„Das präzise Staging von Patienten mit nicht-kleinzelligem Lungenkrebs ist von größter Bedeutung, da es sich deutlich sowohl auf die Behandlungsmöglichkeiten als auch auf die Prognose auswirkt.“
Dies ist ein Ergebnis einer Studie, in der Tausende von Tumorproben von Lungenkrebspatienten analysiert worden sind. Die Teams um die Studienleiter Prof. Dr. Reinhard Büttner, Prof. Dr. Jürgen Wolf und Prof. Dr. Roman Thomas vom Institut für Pathologie, Centrum für Integrierte Onkologie und von der Abteilung Translationale Genomik an der Universitätsklinik Köln, sprechen sich zudem für eine exaktere Klassifizierung von Bronchialtumoren aus.
Die Studienergebnisse des Kölner Clinical Lung Cancer Genome Project (CLCGP) und des Network Genomic Medicine (NGM) sind anlässlich der 15. Weltkonferenz Lungenkrebs (WCLC) Ende Oktober im australischen Sydney vorgestellt und zeitgleich in Science publiziert worden [1, 2]. Die Wissenschaftler versuchenin diesen Projekten, weitere genetisch definierte Subgruppen und insbesondere Treibermutationen zu identifizieren, die für die Entstehung und Behandlung des nicht-kleinzelligem Lungenkrebses (non-small cell lung cancer, NSCLC) relevant sind.

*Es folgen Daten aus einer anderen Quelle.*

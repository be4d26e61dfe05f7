//! cipherpost - message-driven encryption engine.
//!
//! Converts payloads to and from password-protected containers through a
//! uniform request/response API:
//! - AES Crypt v3 streams (`legacy`)
//! - raw AES-256-GCM containers with PBKDF2 keys (`aead`)
//! - age passphrase files (`thirdParty`)
//!
//! Callers post [`message::Request`] envelopes to a [`worker::Worker`] (or
//! call a [`router::Router`] directly) and get a [`message::Response`] back
//! for every one, failures included.

pub mod app;
pub mod backend;
pub mod config;
pub mod error;
pub mod message;
pub mod prompt;
pub mod provider;
pub mod registry;
pub mod router;
pub mod secret;
pub mod types;
pub mod validate;
pub mod worker;
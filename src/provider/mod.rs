//! Provider variants.
//!
//! A provider binds the uniform capability set (encrypt, decrypt, info,
//! password validation, error normalization) to exactly one container format.
//! The set of formats is closed, so [`Provider`] is an enum: adding a variant
//! forces every match below, and the normalization table with it, to be updated.

use thiserror::Error;
use tracing::debug;

mod aead;
mod age;
mod legacy;

pub use aead::{AeadError, AeadProvider};
pub use age::AgeProvider;
pub use legacy::LegacyProvider;

use crate::backend::{AesCryptError, AgeError, Backends};
use crate::config::{AEAD_EXTENSION, AGE_EXTENSION, APP_VERSION, LEGACY_EXTENSION, MAX_PASSWORD_LENGTH};
use crate::error::{ErrorCode, NormalizedError};
use crate::secret::Secret;
use crate::types::ProviderType;

/// Static description of a provider.
#[derive(Clone, Copy, Debug, PartialEq, Eq)]
pub struct ProviderInfo {
    pub name: &'static str,
    pub version: &'static str,
    /// `None` when the format places no bound on passwords.
    pub max_password_length: Option<usize>,
    pub file_extension: &'static str,
    pub description: &'static str,
}

/// Raw failure of a provider operation, before normalization.
#[derive(Debug, Error)]
pub enum ProviderError {
    #[error("password required")]
    PasswordRequired,

    #[error("password too long: {len} characters, maximum {max}")]
    PasswordTooLong { len: usize, max: usize },

    #[error("{0} backend not ready")]
    BackendUnavailable(ProviderType),

    #[error(transparent)]
    Legacy(#[from] AesCryptError),

    #[error(transparent)]
    Aead(#[from] AeadError),

    #[error(transparent)]
    Age(#[from] AgeError),
}

#[derive(Clone, Debug)]
pub enum Provider {
    Legacy(LegacyProvider),
    Aead(AeadProvider),
    Age(AgeProvider),
}

impl Provider {
    /// Constructs the provider for `kind` from the given engines.
    ///
    /// # Errors
    ///
    /// Returns [`ProviderError::BackendUnavailable`] for the age variant while
    /// its engine has not finished loading. Readiness is polled, never awaited.
    pub fn new(kind: ProviderType, backends: &Backends) -> Result<Self, ProviderError> {
        match kind {
            ProviderType::Legacy => Ok(Self::Legacy(LegacyProvider::new(backends.aescrypt))),
            ProviderType::Aead => Ok(Self::Aead(AeadProvider)),
            ProviderType::ThirdParty => {
                if !backends.age.is_ready() {
                    debug!("age engine polled before load completed");
                    return Err(ProviderError::BackendUnavailable(kind));
                }
                Ok(Self::Age(AgeProvider::new(backends.age.clone())))
            }
        }
    }

    /// The wire identifier of this variant.
    pub fn kind(&self) -> ProviderType {
        match self {
            Self::Legacy(_) => ProviderType::Legacy,
            Self::Aead(_) => ProviderType::Aead,
            Self::Age(_) => ProviderType::ThirdParty,
        }
    }

    /// Static description, including the output file extension and the
    /// password bound enforced by [`Provider::validate_password`].
    pub fn info(&self) -> ProviderInfo {
        match self {
            Self::Legacy(legacy) => ProviderInfo {
                name: "AES Crypt",
                version: APP_VERSION,
                max_password_length: Some(legacy.max_password_len()),
                file_extension: LEGACY_EXTENSION,
                description: "AES Crypt v3 stream: AES-256-CBC with HMAC-SHA256, PBKDF2-HMAC-SHA512 key derivation",
            },
            Self::Aead(_) => ProviderInfo {
                name: "AES-256-GCM",
                version: APP_VERSION,
                max_password_length: Some(MAX_PASSWORD_LENGTH),
                file_extension: AEAD_EXTENSION,
                description: "Raw AES-256-GCM container keyed by PBKDF2-HMAC-SHA256 (100,000 iterations)",
            },
            Self::Age(_) => ProviderInfo {
                name: "age",
                version: APP_VERSION,
                max_password_length: None,
                file_extension: AGE_EXTENSION,
                description: "age v1 passphrase-encrypted file (scrypt recipient), binary encoding",
            },
        }
    }

    /// Checks a password against this provider's bounds.
    ///
    /// Length is counted in characters, not bytes.
    ///
    /// # Errors
    ///
    /// Returns [`ProviderError::PasswordRequired`] for an empty password and
    /// [`ProviderError::PasswordTooLong`] above the bound, if there is one.
    pub fn validate_password(&self, password: &Secret) -> Result<(), ProviderError> {
        if password.is_empty() {
            return Err(ProviderError::PasswordRequired);
        }

        if let Some(max) = self.info().max_password_length {
            let len = password.char_count();
            if len > max {
                return Err(ProviderError::PasswordTooLong { len, max });
            }
        }

        Ok(())
    }

    /// Encrypts `payload` into this provider's container format.
    ///
    /// The password is validated before the backend is called. Empty
    /// payloads are valid and produce a container of minimal size.
    ///
    /// # Errors
    ///
    /// Returns a password error from [`Provider::validate_password`], or the
    /// backend's failure wrapped in the matching [`ProviderError`] variant.
    /// Pass it to [`Provider::normalize_error`] before showing it to a user.
    pub fn encrypt(&self, payload: &[u8], password: &Secret) -> Result<Vec<u8>, ProviderError> {
        self.validate_password(password)?;

        match self {
            Self::Legacy(legacy) => Ok(legacy.encrypt(payload, password)?),
            Self::Aead(aead) => Ok(aead.encrypt(payload, password)?),
            Self::Age(age) => Ok(age.encrypt(payload, password)?),
        }
    }

    /// Recovers the plaintext of a container produced by this provider.
    ///
    /// Never returns unauthenticated plaintext: every format verifies a MAC
    /// or tag before output is produced.
    ///
    /// # Errors
    ///
    /// Returns a password error from [`Provider::validate_password`], or the
    /// backend's failure (wrong password, malformed container, modified
    /// data) wrapped in the matching [`ProviderError`] variant.
    pub fn decrypt(&self, payload: &[u8], password: &Secret) -> Result<Vec<u8>, ProviderError> {
        self.validate_password(password)?;

        match self {
            Self::Legacy(legacy) => Ok(legacy.decrypt(payload, password)?),
            Self::Aead(aead) => Ok(aead.decrypt(payload, password)?),
            Self::Age(age) => Ok(age.decrypt(payload, password)?),
        }
    }

    /// Maps a raw failure onto the shared taxonomy.
    ///
    /// The diagnostic text survives in `message`; `user_message` is the fixed
    /// template of the code.
    pub fn normalize_error(&self, error: &ProviderError) -> NormalizedError {
        let code = match error {
            ProviderError::PasswordRequired => ErrorCode::PasswordRequired,
            ProviderError::PasswordTooLong { .. } => ErrorCode::PasswordTooLong,
            ProviderError::BackendUnavailable(_) => ErrorCode::BackendUnavailable,
            ProviderError::Legacy(e) => legacy::error_code(e),
            ProviderError::Aead(e) => aead::error_code(e),
            ProviderError::Age(e) => age::error_code(e),
        };

        NormalizedError::new(code, error.to_string(), self.info().max_password_length)
    }
}

/// Normalizes a failure that happened before any provider existed, such as a
/// failed construction during a switch.
pub fn normalize_construction_error(kind: ProviderType, error: &ProviderError) -> NormalizedError {
    let code = match error {
        ProviderError::BackendUnavailable(_) => ErrorCode::BackendUnavailable,
        _ => ErrorCode::UnknownError,
    };
    let max = match kind {
        ProviderType::ThirdParty => None,
        ProviderType::Legacy | ProviderType::Aead => Some(MAX_PASSWORD_LENGTH),
    };
    NormalizedError::new(code, error.to_string(), max)
}
use cipherpost::app::App;

#[tokio::main]
async fn main() -> anyhow::Result<()> {
    App::init()?.execute().await
}
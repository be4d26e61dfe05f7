//! The dispatch context: one active provider slot, switched all-or-nothing.
//!
//! The slot holds an `Arc<Provider>`. Dispatch clones the `Arc` when an
//! operation starts, so a later switch replaces the slot without affecting
//! operations already running against the previous provider.

use std::sync::{Arc, PoisonError, RwLock};

use tracing::{info, warn};

use crate::backend::Backends;
use crate::error::NormalizedError;
use crate::provider::{LegacyProvider, Provider, normalize_construction_error};
use crate::types::ProviderType;

/// Process state for one router: the engines and the active provider.
///
/// Contexts are independent; tests create as many as they need.
pub struct DispatchContext {
    backends: Backends,
    active: RwLock<Arc<Provider>>,
}

impl DispatchContext {
    /// Creates a context with the legacy provider active.
    pub fn new(backends: Backends) -> Self {
        let provider = Provider::Legacy(LegacyProvider::new(backends.aescrypt));
        Self { backends, active: RwLock::new(Arc::new(provider)) }
    }

    /// The engines providers are constructed from.
    pub fn backends(&self) -> &Backends {
        &self.backends
    }

    /// The type tag of the active provider.
    pub fn active_type(&self) -> ProviderType {
        self.provider().kind()
    }

    /// Captures the active provider.
    ///
    /// The returned `Arc` stays valid and keeps its variant even if the slot
    /// is switched afterwards.
    pub fn provider(&self) -> Arc<Provider> {
        Arc::clone(&self.active.read().unwrap_or_else(PoisonError::into_inner))
    }

    /// Makes `target` the active provider.
    ///
    /// Switching to the current type is a no-op. Otherwise a new provider is
    /// constructed first; if that fails the active provider is left untouched.
    ///
    /// # Errors
    ///
    /// Returns the normalized construction failure, `BACKEND_UNAVAILABLE`
    /// when age is selected before its engine is ready.
    pub fn switch(&self, target: ProviderType) -> Result<(), NormalizedError> {
        let mut active = self.active.write().unwrap_or_else(PoisonError::into_inner);
        let current = active.kind();
        if current == target {
            return Ok(());
        }

        match Provider::new(target, &self.backends) {
            Ok(provider) => {
                *active = Arc::new(provider);
                info!(from = %current, to = %target, "switched provider");
                Ok(())
            }
            Err(e) => {
                let normalized = normalize_construction_error(target, &e);
                warn!(from = %current, to = %target, error = %normalized, "provider switch failed");
                Err(normalized)
            }
        }
    }
}
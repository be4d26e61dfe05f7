//! Global Configuration Constants
//!
//! All container-format parameters used by the three providers live here,
//! together with the limits enforced on passwords and key-derivation work.
//!
//! ## Security Considerations
//!
//! - Salt and nonce sizes are fixed by the on-disk formats and must not change
//! - Iteration counts written by this crate are fixed; iteration counts read
//!   from untrusted containers are bounded to keep decryption from being used
//!   as a work amplifier

/// Application name recorded in the `CREATED_BY` extension of AES Crypt files.
pub const APP_NAME: &str = "cipherpost";

/// Crate version reported through `ProviderInfo`.
pub const APP_VERSION: &str = env!("CARGO_PKG_VERSION");

// === File extensions ===

/// Extension appended to files produced by the legacy (AES Crypt) provider.
pub const LEGACY_EXTENSION: &str = ".aes";

/// Extension appended to files produced by the AEAD provider.
pub const AEAD_EXTENSION: &str = ".enc";

/// Extension appended to files produced by the age provider.
pub const AGE_EXTENSION: &str = ".age";

// === Passwords ===

/// Upper bound on password length, in characters.
///
/// Shared by the legacy codec and the AEAD container. The age provider has no bound.
pub const MAX_PASSWORD_LENGTH: usize = 1024;

// === AEAD container parameters ===
// Layout: salt(16) || nonce(12) || ciphertext || tag(16)

/// Length of the PBKDF2 salt stored at the front of an AEAD container.
pub const AEAD_SALT_SIZE: usize = 16;

/// Length of the AES-GCM nonce that follows the salt.
pub const AEAD_NONCE_SIZE: usize = 12;

/// Length of the AES-GCM authentication tag appended to the ciphertext.
pub const AEAD_TAG_SIZE: usize = 16;

/// Length of the derived AES-256 key.
pub const AEAD_KEY_SIZE: usize = 32;

/// PBKDF2-HMAC-SHA256 iteration count used for AEAD containers.
pub const AEAD_KDF_ITERATIONS: u32 = 100_000;

/// Smallest byte length an AEAD container can have (salt + nonce).
///
/// Anything shorter is rejected before any key derivation is attempted.
pub const AEAD_MIN_CONTAINER: usize = AEAD_SALT_SIZE + AEAD_NONCE_SIZE;

// === AES Crypt v3 parameters ===

/// File magic of every AES Crypt stream.
pub const AESCRYPT_MAGIC: &[u8; 3] = b"AES";

/// The only AES Crypt stream version this codec reads and writes.
pub const AESCRYPT_VERSION: u8 = 0x03;

/// Block size of AES, also the IV size of both CBC layers.
pub const AESCRYPT_IV_SIZE: usize = 16;

/// Length of the AES-256 keys used by both CBC layers.
pub const AESCRYPT_KEY_SIZE: usize = 32;

/// Length of the encrypted session block (IV + key).
pub const AESCRYPT_SESSION_SIZE: usize = AESCRYPT_IV_SIZE + AESCRYPT_KEY_SIZE;

/// HMAC-SHA256 output length.
pub const AESCRYPT_MAC_SIZE: usize = 32;

/// Size of the zero-filled extension the reference tool reserves for later edits.
pub const AESCRYPT_RESERVED_EXTENSION: usize = 128;

/// PBKDF2-HMAC-SHA512 iterations written into new AES Crypt files.
pub const LEGACY_KDF_ITERATIONS: u32 = 300_000;

/// Largest iteration count accepted from an AES Crypt header.
pub const LEGACY_MAX_KDF_ITERATIONS: u32 = 5_000_000;
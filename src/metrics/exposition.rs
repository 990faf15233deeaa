use super::*;
use std::fmt::Write;

/// Renders metric families in the Prometheus text exposition format.
pub fn encode(families: &[MetricFamily]) -> String {
    let mut out = String::new();

    for family in families {
        family.format(&mut out);
    }

    out
}

trait PrometheusFormat {
    fn format(&self, out: &mut String);
}

impl PrometheusFormat for MetricFamily {
    fn format(&self, out: &mut String) {
        let name = &self.name;

        if let Some(help) = &self.help {
            let _ = writeln!(out, "# HELP {name} {}", escape_help(help));
        }

        let _ = writeln!(out, "# TYPE {name} {}", self.kind.as_str());

        for metric in &self.metrics {
            match &metric.value {
                MetricValue::Counter(value)
                | MetricValue::Gauge(value)
                | MetricValue::Untyped(value) => {
                    sample(out, name, "", &metric.labels, None, *value);
                }
                MetricValue::Histogram(histogram) => {
                    for bucket in &histogram.buckets {
                        let le = format_float(bucket.upper_bound);
                        sample(
                            out,
                            name,
                            "_bucket",
                            &metric.labels,
                            Some(("le", &le)),
                            bucket.cumulative_count,
                        );
                    }

                    // the +Inf bucket is implied by the count when the
                    // source did not provide one
                    let has_inf = matches!(
                        histogram.buckets.last(),
                        Some(b) if b.upper_bound == f64::INFINITY
                    );

                    if !has_inf {
                        sample(
                            out,
                            name,
                            "_bucket",
                            &metric.labels,
                            Some(("le", "+Inf")),
                            histogram.count,
                        );
                    }

                    sample(out, name, "_sum", &metric.labels, None, histogram.sum);
                    sample(out, name, "_count", &metric.labels, None, histogram.count);
                }
                MetricValue::Summary(summary) => {
                    for quantile in &summary.quantiles {
                        let q = format_float(quantile.quantile);
                        sample(
                            out,
                            name,
                            "",
                            &metric.labels,
                            Some(("quantile", &q)),
                            quantile.value,
                        );
                    }

                    sample(out, name, "_sum", &metric.labels, None, summary.sum);
                    sample(out, name, "_count", &metric.labels, None, summary.count);
                }
            }
        }
    }
}

fn sample(
    out: &mut String,
    name: &str,
    suffix: &str,
    labels: &Labels,
    extra: Option<(&str, &str)>,
    value: f64,
) {
    let labels = format_labels(labels, extra);
    let value = format_float(value);

    if labels.is_empty() {
        let _ = writeln!(out, "{name}{suffix} {value}");
    } else {
        let _ = writeln!(out, "{name}{suffix}{{{labels}}} {value}");
    }
}

fn format_labels(labels: &Labels, extra: Option<(&str, &str)>) -> String {
    labels
        .iter()
        .map(|(k, v)| (k.as_str(), v.as_str()))
        .chain(extra)
        .map(|(key, value)| format!("{key}=\"{}\"", escape_label_value(value)))
        .collect::<Vec<String>>()
        .join(",")
}

fn format_float(value: f64) -> String {
    if value == f64::INFINITY {
        "+Inf".to_string()
    } else if value == f64::NEG_INFINITY {
        "-Inf".to_string()
    } else if value.is_nan() {
        "NaN".to_string()
    } else {
        format!("{value}")
    }
}

fn escape_label_value(value: &str) -> String {
    value
        .replace('\\', "\\\\")
        .replace('"', "\\\"")
        .replace('\n', "\\n")
}

fn escape_help(help: &str) -> String {
    help.replace('\\', "\\\\").replace('\n', "\\n")
}
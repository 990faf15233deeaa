use super::*;

#[derive(Deserialize)]
#[serde(deny_unknown_fields)]
pub struct DebugServer {
    #[serde(default)]
    enabled: bool,

    #[serde(default = "debug_listen")]
    listen: String,
}

impl Default for DebugServer {
    fn default() -> Self {
        Self {
            enabled: false,
            listen: debug_listen(),
        }
    }
}

impl DebugServer {
    pub fn check(&self) -> Result<(), String> {
        if self.enabled {
            resolve("debug.listen", &self.listen)?;
        }

        Ok(())
    }

    pub fn enabled(&self) -> bool {
        self.enabled
    }

    pub fn listen(&self) -> SocketAddr {
        resolve("debug.listen", &self.listen)
            .unwrap_or_else(|_| SocketAddr::from(([127, 0, 0, 1], 14727)))
    }
}
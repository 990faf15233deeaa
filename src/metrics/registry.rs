use super::*;
use crate::gatherer::{GatherError, Gatherer};

use async_trait::async_trait;
use metriken::Value;
use parking_lot::RwLock;
use std::collections::HashMap;
use std::sync::atomic::{AtomicU64, Ordering};
use std::sync::Arc;

/// A counter created on first use, identified by name and label set.
pub struct DebugCounter {
    name: String,
    help: String,
    labels: Labels,
    value: AtomicU64,
}

impl DebugCounter {
    pub fn add(&self, value: u64) {
        self.value.fetch_add(value, Ordering::Relaxed);
    }

    pub fn value(&self) -> u64 {
        self.value.load(Ordering::Relaxed)
    }
}

/// Self-instrumentation counters whose labels are only known at runtime, such
/// as the originating source id of a malformed envelope.
///
/// All counters live in one map behind a single lock. Increments happen on
/// the shared atomic so the lock is only held for writing when a new label
/// set is seen.
#[derive(Default)]
pub struct DebugRegistry {
    counters: RwLock<HashMap<MetricKey, Arc<DebugCounter>>>,
}

impl DebugRegistry {
    pub fn new() -> Self {
        Self::default()
    }

    /// Returns the counter for this name and label set, creating it at zero
    /// if it does not exist yet.
    pub fn counter(&self, name: &str, help: &str, labels: &[(&str, &str)]) -> Arc<DebugCounter> {
        let key = MetricKey::new(name, labels.iter().map(|(k, v)| (*k, *v)));

        if let Some(counter) = self.counters.read().get(&key) {
            return counter.clone();
        }

        self.counters
            .write()
            .entry(key)
            .or_insert_with(|| {
                Arc::new(DebugCounter {
                    name: name.to_string(),
                    help: help.to_string(),
                    labels: labels
                        .iter()
                        .map(|(k, v)| (k.to_string(), v.to_string()))
                        .collect(),
                    value: AtomicU64::new(0),
                })
            })
            .clone()
    }

    pub fn increment(&self, name: &str, help: &str, labels: &[(&str, &str)]) {
        self.counter(name, help, labels).add(1);
    }

    /// The current value of a counter, `None` if it was never created.
    #[cfg(test)]
    pub fn value(&self, name: &str, labels: &[(&str, &str)]) -> Option<u64> {
        let key = MetricKey::new(name, labels.iter().map(|(k, v)| (*k, *v)));
        self.counters.read().get(&key).map(|c| c.value())
    }

    /// Dynamic counters followed by the process-wide counters.
    pub fn families(&self) -> Vec<MetricFamily> {
        let mut families: Vec<MetricFamily> = self
            .counters
            .read()
            .values()
            .map(|counter| {
                MetricFamily::new(
                    counter.name.clone(),
                    Some(counter.help.clone()),
                    Metric {
                        labels: counter.labels.clone(),
                        value: MetricValue::Counter(counter.value() as f64),
                    },
                )
            })
            .collect();

        for metric in metriken::metrics().iter() {
            let value = match metric.value() {
                Some(Value::Counter(value)) => MetricValue::Counter(value as f64),
                Some(Value::Gauge(value)) => MetricValue::Gauge(value as f64),
                _ => continue,
            };

            let labels: Labels = metric
                .metadata()
                .iter()
                .map(|(k, v)| (k.to_string(), v.to_string()))
                .collect();

            families.push(MetricFamily::new(
                metric.name(),
                metric.description().map(|d| d.to_string()),
                Metric { labels, value },
            ));
        }

        merge_families(families)
    }
}

#[async_trait]
impl Gatherer for DebugRegistry {
    async fn gather(&self) -> Result<Vec<MetricFamily>, GatherError> {
        Ok(self.families())
    }
}

#[cfg(test)]
mod tests {
    use super::*;

    #[test]
    fn counters_are_keyed_by_labels() {
        let registry = DebugRegistry::new();

        registry.increment("modified_tags", "help", &[("originating_source_id", "a")]);
        registry.increment("modified_tags", "help", &[("originating_source_id", "a")]);
        registry.increment("modified_tags", "help", &[("originating_source_id", "b")]);

        assert_eq!(
            registry.value("modified_tags", &[("originating_source_id", "a")]),
            Some(2)
        );
        assert_eq!(
            registry.value("modified_tags", &[("originating_source_id", "b")]),
            Some(1)
        );
        assert_eq!(
            registry.value("modified_tags", &[("originating_source_id", "c")]),
            None
        );
    }

    #[test]
    fn registered_counters_report_zero() {
        let registry = DebugRegistry::new();
        registry.counter("failed_scrapes", "help", &[("scrape_source_id", "router")]);

        let families = registry.families();
        let failed = families
            .iter()
            .find(|f| f.name == "failed_scrapes")
            .expect("failed_scrapes family");

        assert_eq!(failed.help.as_deref(), Some("help"));
        assert_eq!(
            failed.find(&[("scrape_source_id", "router")]).map(|m| &m.value),
            Some(&MetricValue::Counter(0.0))
        );
    }

    #[test]
    fn includes_process_counters() {
        stats::DROPPED.add(1);

        let families = DebugRegistry::new().families();
        let dropped = families
            .iter()
            .find(|f| f.name == "dropped")
            .expect("dropped family");

        let metric = dropped.find(&[("direction", "ingress")]).expect("ingress direction");
        assert!(matches!(metric.value, MetricValue::Counter(v) if v >= 1.0));
    }
}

Ziel ist es, langfristig den Kreis der Patienten zu erweitern, die spezifische (gezielte) Therapieansätze erhalten.
Längeres Überleben durch personalisierte Medizin
Beim Bronchialkarzinom, der häufigsten krebsbedingten Todesursache bei Männern, zeigt sich das Potenzial der personalisierten Medizin besonders deutlich: Patienten, die in der Genom-basierten Diagnostik eine EGF (Epidermal Growth Factor)-Rezeptor-Mutation oder ALK (Anaplastic Lymphoma Kinase)-Translokation aufweisen, überleben median signifikant länger, wenn sie als Erstlinientherapie einen Tyrosinkinase- bzw. ALK-Inhibitor erhalten anstatt der klassischen Chemotherapie. „Für EGFR konnte ein circa 24 Monate längeres Überleben nachgewiesen werden, für ALK waren es circa 15 Monate“, lautet eines der Studienergebnisse.
Allerdings sind EGFR und ALK bei weniger als einem Fünftel der Patienten nachweisbar, und allen droht nach Ende der Therapie ein baldiges Fortschreiten der Erkrankung. Auch sind hierzulande Tests auf Biomarker noch nicht bei alle Patienten Routine, sodass eine zielgerichtete Firstline-Therapie nicht generell umsetzbar ist.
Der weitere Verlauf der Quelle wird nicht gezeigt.